Computational modeling of maxillary canine orthodontic movement.

OBJECTIVES

The current study aims to explore the stress distribution along the roots of palatally positioned maxillary canines during orthodontic movement using a novel computational spring model.

METHODS

An experimental analysis based on the spring-model was utilized to calculate Orthodontic Tooth Movement (OTM) and the resulting stresses. Two sets of experiments were conducted: the first set compared stresses on a canine resulting from a single force and a force-couple, while the second set simulated canines' traction during instantaneous movement with varying original tooth angulations using different off-the-shelf orthodontic coils. In total, 130 simulations were performed.

RESULTS

The model provided estimated stress distribution throughout the OTM with the expected movements, producing consistent outcomes with prior findings. In the first set of experiments, the force couple exhibited an average stress of 43 KPa, while a single force yielded 51 KPa on average. The maximum stress observed was 63 KPa for the force couple and 130 KPa for a single force. Note that the stress distribution attributed to the force couple was alleviated in comparison to the stress distribution caused by a single force. Force couples generated higher average stress. In the second experiment, the application of an occlusally-directed inclined force led to reduced stress levels overall. For instance, when a 200 g distal force was exerted on the canine, it generated an average stress of 20 KPa, whereas applying a force of the same magnitude in an occlusal-distal direction resulted in a lower average stress of 15.5 KPa.

CONCLUSIONS

Lower average stress levels when using a force couple indicate that larger loads might be safely applied for rotational movements. Given that areas under maximal stress are prone to damage, orthodontic treatment planning should carefully consider stress distribution to minimize potential harm in these high-stress zones. The results also suggest that force couples enable the use of stronger forces than a single force.

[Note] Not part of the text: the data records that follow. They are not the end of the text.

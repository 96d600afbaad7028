//! redb-based order ledger
//!
//! # Tables
//!
//! | Table | Key | Value | Purpose |
//! |-------|-----|-------|---------|
//! | `orders` | `order_id` | `Order` (JSON) | Order documents |
//! | `identifier_index` | `(field, value)` | `order_id` (multimap) | Candidate identifier lookup |
//!
//! Every write refreshes `updated_at` and increments `version`.
//! `delivery_note_number` is unique across orders; the other identifier
//! fields may collide; a colliding value resolves to the owner with the
//! lexicographically smallest `order_id` (multimap value order).

use redb::{
    Database, MultimapTableDefinition, ReadableDatabase, ReadableMultimapTable, ReadableTable,
    ReadableTableMetadata, TableDefinition, WriteTransaction,
};
use shared::order::{IdentifierField, Order, OrderStatus};
use shared::util::now_millis;
use std::path::Path;
use std::sync::Arc;
use thiserror::Error;

/// Order documents: key = order_id, value = JSON-serialized Order
const ORDERS_TABLE: TableDefinition<&str, &[u8]> = TableDefinition::new("orders");

/// Identifier index: key = (field, value), values = order ids
const IDENTIFIER_INDEX: MultimapTableDefinition<(&str, &str), &str> =
    MultimapTableDefinition::new("identifier_index");

/// Storage errors
#[derive(Debug, Error)]
pub enum StorageError {
    #[error("Database error: {0}")]
    Database(#[from] redb::DatabaseError),

    #[error("Transaction error: {0}")]
    Transaction(#[from] redb::TransactionError),

    #[error("Table error: {0}")]
    Table(#[from] redb::TableError),

    #[error("Storage error: {0}")]
    Storage(#[from] redb::StorageError),

    #[error("Commit error: {0}")]
    Commit(#[from] redb::CommitError),

    #[error("Serialization error: {0}")]
    Serialization(#[from] serde_json::Error),

    #[error("Order not found: {0}")]
    OrderNotFound(String),

    #[error("Duplicate {field} '{value}' already owned by order {owner}")]
    DuplicateIdentifier {
        field: IdentifierField,
        value: String,
        owner: String,
    },

    #[error("Version conflict on order {order_id}: expected {expected}, found {actual}")]
    VersionConflict {
        order_id: String,
        expected: u64,
        actual: u64,
    },
}

pub type StorageResult<T> = Result<T, StorageError>;

/// Filter for list / update-many operations
#[derive(Debug, Clone, Default)]
pub struct OrderFilter {
    pub ids: Option<Vec<String>>,
    pub statuses: Option<Vec<OrderStatus>>,
    pub batch_id: Option<String>,
    pub project_id: Option<String>,
}

impl OrderFilter {
    pub fn by_ids(ids: impl IntoIterator<Item = impl Into<String>>) -> Self {
        Self {
            ids: Some(ids.into_iter().map(Into::into).collect()),
            ..Default::default()
        }
    }

    pub fn by_status(status: OrderStatus) -> Self {
        Self {
            statuses: Some(vec![status]),
            ..Default::default()
        }
    }

    pub fn by_batch(batch_id: impl Into<String>) -> Self {
        Self {
            batch_id: Some(batch_id.into()),
            ..Default::default()
        }
    }

    pub fn matches(&self, order: &Order) -> bool {
        if let Some(ids) = &self.ids
            && !ids.iter().any(|id| *id == order.id)
        {
            return false;
        }
        if let Some(statuses) = &self.statuses
            && !statuses.contains(&order.status)
        {
            return false;
        }
        if let Some(batch_id) = &self.batch_id
            && order.batch.as_ref().map(|b| &b.batch_id) != Some(batch_id)
        {
            return false;
        }
        if let Some(project_id) = &self.project_id
            && order.project.project_id.as_ref() != Some(project_id)
        {
            return false;
        }
        true
    }
}

/// Order counts per status
#[derive(Debug, Clone, Default, serde::Serialize)]
pub struct StorageStats {
    pub total: u64,
    pub new: u64,
    pub in_progress: u64,
    pub packed: u64,
    pub shipped: u64,
    pub completed: u64,
    pub cancelled: u64,
}

/// Order ledger backed by redb
#[derive(Clone)]
pub struct OrderStorage {
    db: Arc<Database>,
}

impl std::fmt::Debug for OrderStorage {
    fn fmt(&self, f: &mut std::fmt::Formatter<'_>) -> std::fmt::Result {
        f.debug_struct("OrderStorage").finish_non_exhaustive()
    }
}

impl OrderStorage {
    /// Open or create the database at the given path
    pub fn open(path: impl AsRef<Path>) -> StorageResult<Self> {
        let db = Database::create(path)?;
        Self::init(db)
    }

    /// Open an in-memory database (tests and tooling)
    pub fn open_in_memory() -> StorageResult<Self> {
        let db = Database::builder().create_with_backend(redb::backends::InMemoryBackend::new())?;
        Self::init(db)
    }

    fn init(db: Database) -> StorageResult<Self> {
        let write_txn = db.begin_write()?;
        {
            let _ = write_txn.open_table(ORDERS_TABLE)?;
            let _ = write_txn.open_multimap_table(IDENTIFIER_INDEX)?;
        }
        write_txn.commit()?;

        Ok(Self { db: Arc::new(db) })
    }

    // ========== Reads ==========

    /// Find by local id
    pub fn get(&self, order_id: &str) -> StorageResult<Option<Order>> {
        let read_txn = self.db.begin_read()?;
        let table = read_txn.open_table(ORDERS_TABLE)?;
        match table.get(order_id)? {
            Some(value) => Ok(Some(serde_json::from_slice(value.value())?)),
            None => Ok(None),
        }
    }

    /// Find by local id, failing when absent
    pub fn get_required(&self, order_id: &str) -> StorageResult<Order> {
        self.get(order_id)?
            .ok_or_else(|| StorageError::OrderNotFound(order_id.to_string()))
    }

    /// Find by a single identifier field
    pub fn find_by_identifier(
        &self,
        field: IdentifierField,
        value: &str,
    ) -> StorageResult<Option<Order>> {
        self.find_by_any(&[(field, value)])
    }

    /// Find by any of the given identifiers; the first candidate that hits wins
    pub fn find_by_any(&self, candidates: &[(IdentifierField, &str)]) -> StorageResult<Option<Order>> {
        let read_txn = self.db.begin_read()?;
        let index = read_txn.open_multimap_table(IDENTIFIER_INDEX)?;
        let orders = read_txn.open_table(ORDERS_TABLE)?;

        for (field, value) in candidates {
            if value.is_empty() {
                continue;
            }
            let mut owners = index.get((field.as_str(), *value))?;
            if let Some(owner) = owners.next() {
                let owner = owner?;
                if let Some(raw) = orders.get(owner.value())? {
                    return Ok(Some(serde_json::from_slice(raw.value())?));
                }
            }
        }
        Ok(None)
    }

    /// List orders matching the filter, oldest first
    pub fn list(&self, filter: &OrderFilter) -> StorageResult<Vec<Order>> {
        let read_txn = self.db.begin_read()?;
        let table = read_txn.open_table(ORDERS_TABLE)?;

        let mut orders = Vec::new();
        for result in table.iter()? {
            let (_key, value) = result?;
            let order: Order = serde_json::from_slice(value.value())?;
            if filter.matches(&order) {
                orders.push(order);
            }
        }

        orders.sort_by(|a, b| a.created_at.cmp(&b.created_at).then_with(|| a.id.cmp(&b.id)));
        Ok(orders)
    }

    /// Number of stored orders
    pub fn count(&self) -> StorageResult<u64> {
        let read_txn = self.db.begin_read()?;
        let table = read_txn.open_table(ORDERS_TABLE)?;
        Ok(table.len()?)
    }

    /// Order counts per status
    pub fn get_stats(&self) -> StorageResult<StorageStats> {
        let mut stats = StorageStats::default();
        for order in self.list(&OrderFilter::default())? {
            stats.total += 1;
            match order.status {
                OrderStatus::New => stats.new += 1,
                OrderStatus::InProgress => stats.in_progress += 1,
                OrderStatus::Packed => stats.packed += 1,
                OrderStatus::Shipped => stats.shipped += 1,
                OrderStatus::Completed => stats.completed += 1,
                OrderStatus::Cancelled => stats.cancelled += 1,
            }
        }
        Ok(stats)
    }

    // ========== Writes ==========

    /// Upsert (last write wins)
    ///
    /// Returns the persisted record with refreshed `updated_at` and `version`.
    pub fn save(&self, order: Order) -> StorageResult<Order> {
        let txn = self.db.begin_write()?;
        let saved = Self::write_order(&txn, order, None, now_millis())?;
        txn.commit()?;
        Ok(saved)
    }

    /// Upsert only if the stored version still equals `expected_version`
    pub fn save_versioned(&self, order: Order, expected_version: u64) -> StorageResult<Order> {
        let txn = self.db.begin_write()?;
        let saved = Self::write_order(&txn, order, Some(expected_version), now_millis())?;
        txn.commit()?;
        Ok(saved)
    }

    /// Apply `patch` to every order matching `filter` in one transaction
    ///
    /// Returns the number of updated orders.
    pub fn update_many<F>(&self, filter: &OrderFilter, mut patch: F) -> StorageResult<usize>
    where
        F: FnMut(&mut Order),
    {
        let matching = self.list(filter)?;
        if matching.is_empty() {
            return Ok(0);
        }

        let now = now_millis();
        let txn = self.db.begin_write()?;
        let mut updated = 0;
        for mut order in matching {
            let expected = order.version;
            patch(&mut order);
            Self::write_order(&txn, order, Some(expected), now)?;
            updated += 1;
        }
        txn.commit()?;
        Ok(updated)
    }

    /// Delete an order and its index entries
    pub fn remove(&self, order_id: &str) -> StorageResult<bool> {
        let txn = self.db.begin_write()?;
        let removed = {
            let mut table = txn.open_table(ORDERS_TABLE)?;
            let mut index = txn.open_multimap_table(IDENTIFIER_INDEX)?;
            let previous: Option<Order> = match table.remove(order_id)? {
                Some(raw) => Some(serde_json::from_slice(raw.value())?),
                None => None,
            };
            if let Some(previous) = &previous {
                for (field, value) in previous.identifiers.candidates() {
                    index.remove((field.as_str(), value), order_id)?;
                }
            }
            previous.is_some()
        };
        txn.commit()?;
        Ok(removed)
    }

    fn write_order(
        txn: &WriteTransaction,
        mut order: Order,
        expected_version: Option<u64>,
        now: i64,
    ) -> StorageResult<Order> {
        let mut table = txn.open_table(ORDERS_TABLE)?;
        let mut index = txn.open_multimap_table(IDENTIFIER_INDEX)?;

        let previous: Option<Order> = match table.get(order.id.as_str())? {
            Some(raw) => Some(serde_json::from_slice(raw.value())?),
            None => None,
        };
        let stored_version = previous.as_ref().map(|p| p.version).unwrap_or(0);

        if let Some(expected) = expected_version
            && expected != stored_version
        {
            return Err(StorageError::VersionConflict {
                order_id: order.id.clone(),
                expected,
                actual: stored_version,
            });
        }

        // Unique identifiers must not belong to another order
        for (field, value) in order.identifiers.candidates() {
            if !field.is_unique() {
                continue;
            }
            for owner in index.get((field.as_str(), value))? {
                let owner = owner?;
                if owner.value() != order.id {
                    return Err(StorageError::DuplicateIdentifier {
                        field,
                        value: value.to_string(),
                        owner: owner.value().to_string(),
                    });
                }
            }
        }

        if let Some(previous) = &previous {
            for (field, value) in previous.identifiers.candidates() {
                index.remove((field.as_str(), value), order.id.as_str())?;
            }
        }
        for (field, value) in order.identifiers.candidates() {
            index.insert((field.as_str(), value), order.id.as_str())?;
        }

        order.version = stored_version.max(order.version) + 1;
        order.updated_at = now;
        let value = serde_json::to_vec(&order)?;
        table.insert(order.id.as_str(), value.as_slice())?;
        Ok(order)
    }
}
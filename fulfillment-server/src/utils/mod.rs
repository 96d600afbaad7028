//! 工具模块 - 通用工具函数和类型
//!
//! - [`AppError`] - 应用错误类型
//! - [`AppResponse`] - 错误响应结构
//! - 日志初始化

pub mod error;
pub mod logger;

pub use error::{AppError, AppResponse, AppResult};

Additionally, it is advisable to extrude the tooth initially before starting any horizontal movement towards the target position.

CLINICAL SIGNIFICANCE

Given that orthodontic treatment often relies on virtual planning, incorporating a variety of methods to evaluate stress distribution within the treatment strategy could offer numerous benefits. Such an approach holds the potential to improve both the efficiency and safety of orthodontic treatments, especially in complex cases that require the application of high forces.